----- Data under study
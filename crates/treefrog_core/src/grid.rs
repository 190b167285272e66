//! Sparse tile grid layer

use crate::{TileCoord, TileStack};
use serde::{Deserialize, Serialize};
use std::collections::HashMap;

/// A sparse tile grid mapping coordinates to tile stacks
///
/// Cells are only stored while occupied; an absent entry is an empty cell.
/// The layer has a rectangular valid range in tile units, checked by
/// [`in_range`](Self::in_range) independently of occupancy. Writes outside
/// the range are ignored - editing commands may have been queued against a
/// stale extent and must degrade gracefully rather than fail.
#[derive(Debug, Clone, Serialize, Deserialize)]
pub struct MultiTileGridLayer {
    width: u32,
    height: u32,
    /// Occupied cells only - empty stacks are never stored
    ///
    /// Serialized as a sequence of `(coord, stack)` pairs because JSON map
    /// keys must be strings.
    #[serde(with = "cells_as_pairs")]
    cells: HashMap<TileCoord, TileStack>,
}

mod cells_as_pairs {
    use super::*;
    use serde::{Deserializer, Serializer};

    pub fn serialize<S: Serializer>(
        cells: &HashMap<TileCoord, TileStack>,
        serializer: S,
    ) -> Result<S::Ok, S::Error> {
        serializer.collect_seq(cells.iter())
    }

    pub fn deserialize<'de, D: Deserializer<'de>>(
        deserializer: D,
    ) -> Result<HashMap<TileCoord, TileStack>, D::Error> {
        let pairs = Vec::<(TileCoord, TileStack)>::deserialize(deserializer)?;
        Ok(pairs.into_iter().collect())
    }
}

impl MultiTileGridLayer {
    /// Create an empty grid layer of the given extent
    pub fn new(width: u32, height: u32) -> Self {
        Self {
            width,
            height,
            cells: HashMap::new(),
        }
    }

    /// Layer width in tile units
    pub fn width(&self) -> u32 {
        self.width
    }

    /// Layer height in tile units
    pub fn height(&self) -> u32 {
        self.height
    }

    /// Whether `coord` lies inside the layer's extent
    pub fn in_range(&self, coord: TileCoord) -> bool {
        coord.x >= 0
            && coord.y >= 0
            && (coord.x as u32) < self.width
            && (coord.y as u32) < self.height
    }

    /// Get the stack at `coord`, or `None` for empty or out-of-range cells
    pub fn get(&self, coord: TileCoord) -> Option<&TileStack> {
        self.cells.get(&coord)
    }

    /// Replace the stack at `coord` wholesale
    ///
    /// `None` or an empty stack clears the cell. Out-of-range coordinates
    /// are silently ignored.
    pub fn set(&mut self, coord: TileCoord, stack: Option<TileStack>) {
        if !self.in_range(coord) {
            return;
        }
        match stack {
            Some(stack) if !stack.is_empty() => {
                self.cells.insert(coord, stack);
            }
            _ => {
                self.cells.remove(&coord);
            }
        }
    }

    /// Clear the cell at `coord`
    pub fn clear(&mut self, coord: TileCoord) {
        self.cells.remove(&coord);
    }

    /// Number of occupied cells
    pub fn occupied_count(&self) -> usize {
        self.cells.len()
    }

    /// Iterate over occupied cells in arbitrary order
    pub fn iter(&self) -> impl Iterator<Item = (TileCoord, &TileStack)> {
        self.cells.iter().map(|(coord, stack)| (*coord, stack))
    }

    /// Resize the layer, dropping cells that fall outside the new extent
    pub fn resize(&mut self, width: u32, height: u32) {
        self.width = width;
        self.height = height;
        self.cells
            .retain(|coord, _| (coord.x as u32) < width && (coord.y as u32) < height);
    }
}
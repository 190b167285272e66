//! Tileset: a pool of tiles cut from an atlas grid

use serde::{Deserialize, Serialize};
use thiserror::Error;
use uuid::Uuid;

/// Errors raised by tileset lookups
///
/// An out-of-pool index is a caller logic defect, not a data condition,
/// so it surfaces as a hard error instead of an `Option`.
#[derive(Debug, Clone, PartialEq, Eq, Error)]
pub enum TilesetError {
    #[error("tile index {index} is out of range for tileset with {count} tiles")]
    InvalidTileIndex { index: u32, count: u32 },
}

/// A pool of tiles addressed by index, laid out on a column/row grid
#[derive(Debug, Clone, Serialize, Deserialize)]
pub struct Tileset {
    pub id: Uuid,
    pub name: String,
    /// Tile width in pixels
    pub tile_width: u32,
    /// Tile height in pixels
    pub tile_height: u32,
    pub columns: u32,
    pub rows: u32,
}

impl Tileset {
    /// Create a new tileset with a fresh id
    pub fn new(
        name: impl Into<String>,
        tile_width: u32,
        tile_height: u32,
        columns: u32,
        rows: u32,
    ) -> Self {
        Self {
            id: Uuid::new_v4(),
            name: name.into(),
            tile_width,
            tile_height,
            columns,
            rows,
        }
    }

    /// Total number of tiles in the pool
    pub fn tile_count(&self) -> u32 {
        self.columns * self.rows
    }

    /// Whether `index` addresses a tile in this pool
    pub fn contains_index(&self, index: u32) -> bool {
        index < self.tile_count()
    }

    /// Atlas (column, row) position of the tile at `index`
    pub fn tile_coord(&self, index: u32) -> Result<(u32, u32), TilesetError> {
        if !self.contains_index(index) || self.columns == 0 {
            return Err(TilesetError::InvalidTileIndex {
                index,
                count: self.tile_count(),
            });
        }
        Ok((index % self.columns, index / self.columns))
    }
}
//! Layer types for tile and object layers

use crate::{MultiTileGridLayer, ObjectLayer};
use serde::{Deserialize, Serialize};

/// A layer (tiles or objects)
#[derive(Debug, Clone, Serialize, Deserialize)]
pub struct Layer {
    pub name: String,
    pub visible: bool,
    pub data: LayerData,
}

impl Layer {
    /// Create a new tile layer of the given extent
    pub fn new_tile_layer(name: impl Into<String>, width: u32, height: u32) -> Self {
        Self {
            name: name.into(),
            visible: true,
            data: LayerData::Tiles(MultiTileGridLayer::new(width, height)),
        }
    }

    /// Create a new object layer
    pub fn new_object_layer(name: impl Into<String>) -> Self {
        Self {
            name: name.into(),
            visible: true,
            data: LayerData::Objects(ObjectLayer::new()),
        }
    }

    /// Get the type of this layer
    pub fn layer_type(&self) -> LayerType {
        match &self.data {
            LayerData::Tiles(_) => LayerType::Tiles,
            LayerData::Objects(_) => LayerType::Objects,
        }
    }

    /// The tile grid, if this is a tile layer
    pub fn as_tiles(&self) -> Option<&MultiTileGridLayer> {
        match &self.data {
            LayerData::Tiles(grid) => Some(grid),
            LayerData::Objects(_) => None,
        }
    }

    /// The mutable tile grid, if this is a tile layer
    pub fn as_tiles_mut(&mut self) -> Option<&mut MultiTileGridLayer> {
        match &mut self.data {
            LayerData::Tiles(grid) => Some(grid),
            LayerData::Objects(_) => None,
        }
    }

    /// The object list, if this is an object layer
    pub fn as_objects(&self) -> Option<&ObjectLayer> {
        match &self.data {
            LayerData::Objects(objects) => Some(objects),
            LayerData::Tiles(_) => None,
        }
    }

    /// The mutable object list, if this is an object layer
    pub fn as_objects_mut(&mut self) -> Option<&mut ObjectLayer> {
        match &mut self.data {
            LayerData::Objects(objects) => Some(objects),
            LayerData::Tiles(_) => None,
        }
    }
}

/// The type of a layer
#[derive(Debug, Clone, Copy, PartialEq, Eq, Serialize, Deserialize)]
pub enum LayerType {
    Tiles,
    Objects,
}

/// The data contained in a layer
#[derive(Debug, Clone, Serialize, Deserialize)]
pub enum LayerData {
    /// Tile layer holding stacked tile references per cell
    Tiles(MultiTileGridLayer),
    /// Object layer holding z-ordered instances
    Objects(ObjectLayer),
}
----------
» **What to produce**: Starting at the line above that contains "must be strings.", repeat each line exactly up to and including the line that contains "-> Result<S::Ok, S::Error>", and stop there.

» **Finished exercise**:
    /// keys must be strings.
    #[serde(with = "cells_as_pairs")]
    cells: HashMap<TileCoord, TileStack>,
}

mod cells_as_pairs {
    use super::*;
    use serde::{Deserializer, Serializer};

    pub fn serialize<S: Serializer>(
        cells: &HashMap<TileCoord, TileStack>,
        serializer: S,
    ) -> Result<S::Ok, S::Error> {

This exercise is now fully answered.